21. • Ramachandran plot
• Ramachandran plot was discovered by G.N.Ramachandran in1963.
• With the help of this plot, we can determine the protein structure.
• There are two dihedral angles in this method- i) ɸ-angle and ii) Ψ- angle
• ɸ and Ψ can raise value between -180˚ and +180˚ but many value are prohibited
by steric clashes between atoms in the polypeptide backbone and amino acid side
chain.
• The angle between 2 planes- dihedral angle.
• ɸ-angle- is the angle around the N- Cα bond.

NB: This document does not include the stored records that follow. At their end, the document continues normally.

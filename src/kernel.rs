//! The Logic Kernel (§4.1): wraps a Z3 solver, declares the domain sorts
//! and uninterpreted relations, and exposes the handful of primitives
//! (`assert`, `push`/`pop`, `check`, `eval_bool`, `fork`) everything else in
//! this crate is built on.
//!
//! Every Z3 value here carries the `'ctx` lifetime of a `Context` the caller
//! builds up front with [`build_context`] and threads through `Kernel::new`
//! explicitly — the same `Config::new()` → `cfg.set_param_value("timeout",
//! …)` → `Context::new(&cfg)` → `Solver::new(&ctx)` chain
//! `logos_verification/src/solver.rs:16-27` uses against the same registry
//! `z3 = "0.12"` this crate depends on, not a thread-local/global context.

use std::cell::{Cell, RefCell};
use std::collections::HashMap;
use std::rc::Rc;

use z3::ast::{Ast, Bool, Dynamic, Int};
use z3::{
    Config, Context, DatatypeAccessor, DatatypeBuilder, DatatypeSort, FuncDecl, SatResult, Solver,
    Sort,
};

use crate::config::EngineConfig;

/// Build the `Context` a `Kernel` borrows. The per-engine Z3 timeout is
/// applied at the `Config` level before the context is created, exactly as
/// `logos_verification/src/solver.rs:16-19` does for its own `Verifier`.
pub fn build_context(config: &EngineConfig) -> Context {
    let mut cfg = Config::new();
    cfg.set_param_value("timeout", &config.z3_timeout_ms.to_string());
    Context::new(&cfg)
}

/// Outcome of a `Kernel::check`. `Unknown` carries the solver's own reason
/// string (e.g. a timeout) and is never silently coerced into `Sat`/`Unsat`
/// (§7).
#[derive(Debug, Clone, PartialEq, Eq)]
pub enum CheckResult {
    Sat,
    Unsat,
    Unknown(Option<String>),
}

/// The four domain sorts (§3), each a single-constructor `make(id: Int)`
/// datatype so that equality is plain integer equality.
pub struct Sorts<'ctx> {
    pub module: DatatypeSort<'ctx>,
    pub component: DatatypeSort<'ctx>,
    pub license: DatatypeSort<'ctx>,
    pub constraint: DatatypeSort<'ctx>,
}

/// The uninterpreted relations declared once in `Kernel::new` (§3).
pub struct Relations<'ctx> {
    pub module_component: FuncDecl<'ctx>,
    pub component_license: FuncDecl<'ctx>,
    pub module_constraint: FuncDecl<'ctx>,
    pub component_constraint: FuncDecl<'ctx>,
    pub license_constraint: FuncDecl<'ctx>,
}

fn build_sort<'ctx>(ctx: &'ctx Context, name: &str) -> DatatypeSort<'ctx> {
    DatatypeBuilder::new(ctx, name)
        .variant("make", vec![("id", DatatypeAccessor::Sort(Sort::int(ctx)))])
        .finish()
}

fn build_sorts<'ctx>(ctx: &'ctx Context) -> Sorts<'ctx> {
    Sorts {
        module: build_sort(ctx, "Module"),
        component: build_sort(ctx, "Component"),
        license: build_sort(ctx, "License"),
        constraint: build_sort(ctx, "Constraint"),
    }
}

fn build_relations<'ctx>(ctx: &'ctx Context, sorts: &Sorts<'ctx>) -> Relations<'ctx> {
    Relations {
        module_component: FuncDecl::new(
            ctx,
            "ModuleComponent",
            &[&sorts.module.sort, &sorts.component.sort],
            &Sort::bool(ctx),
        ),
        component_license: FuncDecl::new(
            ctx,
            "ComponentLicense",
            &[&sorts.component.sort, &sorts.license.sort],
            &Sort::bool(ctx),
        ),
        module_constraint: FuncDecl::new(
            ctx,
            "ModuleConstraint",
            &[&sorts.module.sort, &sorts.constraint.sort],
            &Sort::bool(ctx),
        ),
        component_constraint: FuncDecl::new(
            ctx,
            "ComponentConstraint",
            &[&sorts.component.sort, &sorts.constraint.sort],
            &Sort::bool(ctx),
        ),
        license_constraint: FuncDecl::new(
            ctx,
            "LicenseConstraint",
            &[&sorts.license.sort, &sorts.constraint.sort],
            &Sort::bool(ctx),
        ),
    }
}

/// Per-`Kernel` constraint id allocator (Design Notes §9): two kernels in
/// the same process never compare ids across contexts, replacing the
/// source's process-global counter.
#[derive(Default)]
pub struct ConstraintIds {
    next: Cell<i32>,
    by_key: RefCell<HashMap<String, i32>>,
}

impl ConstraintIds {
    fn id_for(&self, scope_property: &str) -> i32 {
        if let Some(id) = self.by_key.borrow().get(scope_property) {
            return *id;
        }
        let id = self.next.get();
        self.next.set(id + 1);
        self.by_key
            .borrow_mut()
            .insert(scope_property.to_string(), id);
        id
    }

    fn clone_ids(&self) -> ConstraintIds {
        ConstraintIds {
            next: Cell::new(self.next.get()),
            by_key: RefCell::new(self.by_key.borrow().clone()),
        }
    }
}

/// Canonical Module/Component/License constants used as the free variable
/// of an atom when no real subject is bound in the enclosing axiom (§4.2:
/// "the free variable is a universally-quantified domain constant supplied
/// by the caller or defaulted to a canonical one") — e.g. a `Module.*` atom
/// written inside an obligation's `setting`, which is only ever quantified
/// over `(license, component)`.
pub struct Defaults<'ctx> {
    pub module: Dynamic<'ctx>,
    pub component: Dynamic<'ctx>,
    pub license: Dynamic<'ctx>,
}

fn build_defaults<'ctx>(ctx: &'ctx Context, sorts: &Sorts<'ctx>) -> Defaults<'ctx> {
    let sentinel = Int::from_i64(ctx, -1);
    let make = |sort: &DatatypeSort<'ctx>| {
        sort.variants[0]
            .constructor
            .apply(&[&sentinel as &dyn Ast<'ctx>])
    };
    Defaults {
        module: make(&sorts.module),
        component: make(&sorts.component),
        license: make(&sorts.license),
    }
}

pub struct Kernel<'ctx> {
    ctx: &'ctx Context,
    solver: Solver<'ctx>,
    pub sorts: Rc<Sorts<'ctx>>,
    pub relations: Rc<Relations<'ctx>>,
    pub defaults: Rc<Defaults<'ctx>>,
    ids: ConstraintIds,
    next_subject_id: Cell<i64>,
    timeout_ms: u64,
}

impl<'ctx> Kernel<'ctx> {
    pub fn new(ctx: &'ctx Context, config: &EngineConfig) -> Self {
        let sorts = build_sorts(ctx);
        let relations = build_relations(ctx, &sorts);
        let defaults = build_defaults(ctx, &sorts);
        Kernel {
            ctx,
            solver: Solver::new(ctx),
            sorts: Rc::new(sorts),
            relations: Rc::new(relations),
            defaults: Rc::new(defaults),
            ids: ConstraintIds::default(),
            next_subject_id: Cell::new(0),
            timeout_ms: config.z3_timeout_ms,
        }
    }

    /// The `Context` this kernel's terms and solver were built against —
    /// callers building their own `Bool`/`Dynamic` values (the Constraint
    /// Builder, the Knowledge Loader, the MUS Enumerator) thread it back
    /// through here rather than opening a second one.
    pub fn context(&self) -> &'ctx Context {
        self.ctx
    }

    /// Stable per-engine id for a `Scope.Property` constraint key (§3
    /// Invariants).
    pub fn constraint_id(&self, scope_property: &str) -> i32 {
        self.ids.id_for(scope_property)
    }

    /// A frame/datatype constant `sort.make(id)` with a fresh id, used when
    /// pushing a concrete Module/Component/License onto the subject stack,
    /// or when allocating the `Constraint` constant for a given id.
    pub fn fresh_const(&self, sort: &DatatypeSort<'ctx>) -> Dynamic<'ctx> {
        let id = self.next_subject_id.get();
        self.next_subject_id.set(id + 1);
        let int_id = Int::from_i64(self.ctx, id);
        sort.variants[0]
            .constructor
            .apply(&[&int_id as &dyn Ast<'ctx>])
    }

    /// The `Constraint` datatype constant for a stable constraint id.
    pub fn constraint_const(&self, id: i32) -> Dynamic<'ctx> {
        let int_id = Int::from_i64(self.ctx, id as i64);
        self.sorts.constraint.variants[0]
            .constructor
            .apply(&[&int_id as &dyn Ast<'ctx>])
    }

    /// A fresh, genuinely atomic constant of `sort` suitable for binding in
    /// `z3::ast::forall_const` — unlike `fresh_const`/`constraint_const`,
    /// which build `make(id)` application terms for naming frame/constraint
    /// values, a quantifier needs an opaque 0-arity constant to abstract
    /// over. `name` is only a debugging prefix; `Dynamic::fresh_const`
    /// uniquifies it, so reusing the same prefix across axioms never causes
    /// accidental variable capture.
    pub fn bound(&self, name: &str, sort: &Sort<'ctx>) -> Dynamic<'ctx> {
        Dynamic::fresh_const(self.ctx, name, sort)
    }

    /// Assert `fact`, or (when `tag` is given) `tag ⟹ fact` where `tag` is
    /// a boolean constant named after the tag string. Tags collide-by-name
    /// with rule ids by design (§4.1), which is exactly what lets
    /// `check(assumptions)` selectively disable a rule later.
    pub fn assert(&self, fact: &Bool<'ctx>, tag: Option<&str>) {
        match tag {
            Some(name) => {
                let tag_var = Bool::new_const(self.ctx, name);
                self.solver.assert(&tag_var.implies(fact));
            }
            None => self.solver.assert(fact),
        }
    }

    pub fn push(&self) {
        self.solver.push();
    }

    pub fn pop(&self) {
        self.solver.pop(1);
    }

    /// Check satisfiability under the given rule-tag assumption vector.
    pub fn check(&self, assumptions: &[String]) -> CheckResult {
        let bools: Vec<Bool<'ctx>> = assumptions
            .iter()
            .map(|t| Bool::new_const(self.ctx, t.as_str()))
            .collect();
        match self.solver.check_assumptions(&bools) {
            SatResult::Sat => CheckResult::Sat,
            SatResult::Unsat => CheckResult::Unsat,
            SatResult::Unknown => CheckResult::Unknown(self.solver.get_reason_unknown()),
        }
    }

    /// Complete the current model for `term`, defaulting to `false` when
    /// the model leaves it unassigned.
    pub fn eval_bool(&self, term: &Bool<'ctx>) -> bool {
        self.solver
            .get_model()
            .and_then(|model| model.eval(term, true))
            .and_then(|b| b.as_bool())
            .unwrap_or(false)
    }

    /// An independent `Kernel` sharing the current assumption-free
    /// assertions: a fresh `Solver` on the same `Context`, re-asserting
    /// every clause already on the parent's solver. Sorts and relations are
    /// shared read-only (`Rc`, per Design Notes §9); the constraint-id table
    /// is copied so the fork can allocate independently without racing the
    /// parent (§5).
    pub fn fork(&self) -> Kernel<'ctx> {
        let solver = Solver::new(self.ctx);
        for assertion in self.solver.get_assertions() {
            solver.assert(&assertion);
        }
        Kernel {
            ctx: self.ctx,
            solver,
            sorts: Rc::clone(&self.sorts),
            relations: Rc::clone(&self.relations),
            defaults: Rc::clone(&self.defaults),
            ids: self.ids.clone_ids(),
            next_subject_id: Cell::new(self.next_subject_id.get()),
            timeout_ms: self.timeout_ms,
        }
    }

    pub fn timeout_ms(&self) -> u64 {
        self.timeout_ms
    }
}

• Ψ- angle – is the angle around the Cα- C bond.
22.
23.
24. • Tertiary structure
The overall three dimensional arrangement of all atoms in a protein is referred to as the
protein’s tertiary structure.
All information needed to fold the protein into its native tertiary structure is contained within
the primary structure of the peptide chain itself.

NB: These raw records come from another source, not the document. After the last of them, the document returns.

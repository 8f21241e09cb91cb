//! Exhaustive game-tree search ("hard").
//!
//! The full 3x3 tree is small enough to search without pruning. Search
//! mutates a scratch board in place and undoes every placement before
//! returning, so the scratch ends up identical to how it started.

use crate::games::tictactoe::{Board, Player, Position, Square, check_draw, check_winner};

/// Score of a win found at depth 0.
pub const WIN_SCORE: i32 = 10;

/// Scores `board` for `side` with `maximizing` telling whose turn it is.
///
/// A win for `side` is worth `10 - depth` and a loss `depth - 10`, so faster
/// wins and slower losses are preferred. A draw is worth 0.
pub fn minimax(board: &mut Board, depth: i32, maximizing: bool, side: Player) -> i32 {
    if let Some((winner, _)) = check_winner(board) {
        return if winner == side {
            WIN_SCORE - depth
        } else {
            depth - WIN_SCORE
        };
    }
    if check_draw(board) {
        return 0;
    }

    let mover = if maximizing { side } else { side.opponent() };
    let mut best = if maximizing { i32::MIN } else { i32::MAX };

    for pos in Position::ALL {
        if !board.is_empty(pos) {
            continue;
        }
        board.set(pos, Square::Occupied(mover));
        let score = minimax(board, depth + 1, !maximizing, side);
        board.clear(pos);

        best = if maximizing {
            best.max(score)
        } else {
            best.min(score)
        };
    }

    best
}

/// Best move for `side`, or `None` on a full board.
///
/// Ties go to the lowest index, since only a strictly better score
/// replaces the current pick.
pub fn best_move(board: &Board, side: Player) -> Option<Position> {
    let mut scratch = board.clone();
    let mut best: Option<(Position, i32)> = None;

    for pos in Position::ALL {
        if !scratch.is_empty(pos) {
            continue;
        }
        scratch.set(pos, Square::Occupied(side));
        let score = minimax(&mut scratch, 0, false, side);
        scratch.clear(pos);

        if best.is_none_or(|(_, top)| score > top) {
            best = Some((pos, score));
        }
    }

    debug_assert_eq!(&scratch, board, "search must restore the scratch board");
    best.map(|(pos, _)| pos)
}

Secondary structure refers to the spatial arrangement of amino acid residues that are adjacent
in a segment of a polypeptide, whereas tertiary structure includes longer range aspects of
amino acid sequence.
Amino acids that are far apart in the polypeptide sequence and are in different types of
secondary structure may interact within the completely folded structure of protein.
There are various non-covalent and covalent interactions that stabilizes tertiary structure such
as
hydrophobic interaction(major form of non-covalent interaction)
Electrostatic interactions(salt bridges)
Hydrogen bonds
Van der Waals force of interaction.
Intrachain disulfide bond(covalent bond)
25.
26. • Quaternary structure
• When proteins are composed of two or more polypeptide chains, it is called multimeric
proteins and each polypeptide chain is called a subunit.
• Polypeptide subunit assembled to form quaternary structure and are held together by non-
covalent interactions as well as covalent interactions.
27. Protein sequencing
• Protein sequencing refers to the method for determining the amino acid sequence of
protein in a peptide chain.
• Sanger’s method-
• Fredrick Sanger developed a reagent 1-fluoro-2,4 dinitro benzene(FDNB) for labeling and
identifying the amino terminal amino acid residue.
• FDNB reacts with the free amino acid of n-terminus residue of peptide chain in alkaline
solution and form yellow colored dinitrophenyl derivatives of amino acid.
• After the amino terminal residue is labeled with reagent, the polypeptide chain is partially
hydrolyzed by either acid (6M HCl) or enzyme(peptidase) to its constituent amino acids
and the labeled amino acid is identified.
• New free amino terminal yield in remain polypeptide . Similarly each amino acid is
identified by repeat the same procedure and determine the protein sequence.
• Similarly , Dansyl chloride reacts with a free amino group of the N-terminal amino acid
residue of a peptide in alkaline solution to form strongly fluorescent derivatives of free
amino acids and the labeled amino acid is identified.
28.
29. Edman degradation:-
Edman degradation method for determining the sequence of peptides and proteins from
their N-terminus was developed by Pehr Edman. This chemical method uses
phenylisothiocynate (Edman reagent) for sequential removal of amino acid residues from
the N- terminus of a polypeptide chain.
Mechanism:-
• Phenylisothiocynate reacts with N-terminal amino group of polypeptide, under alkaline
conditions, to form the phenylcarbamyl-peptide derivative.
• Then, under the acidic condition in the presence of anhydrous trifluoroacetic acid , this
derivatives of the terminal amino acid is cleaved as a thiazolinone derivative.
• The thiazolinone amino acid is then selectively extracted into an organic solvent and
treated with aqueous acid to form the more stable phenylthiohydantoin-amino acid
derivative that can be identified by using chromatography or electrophoresis.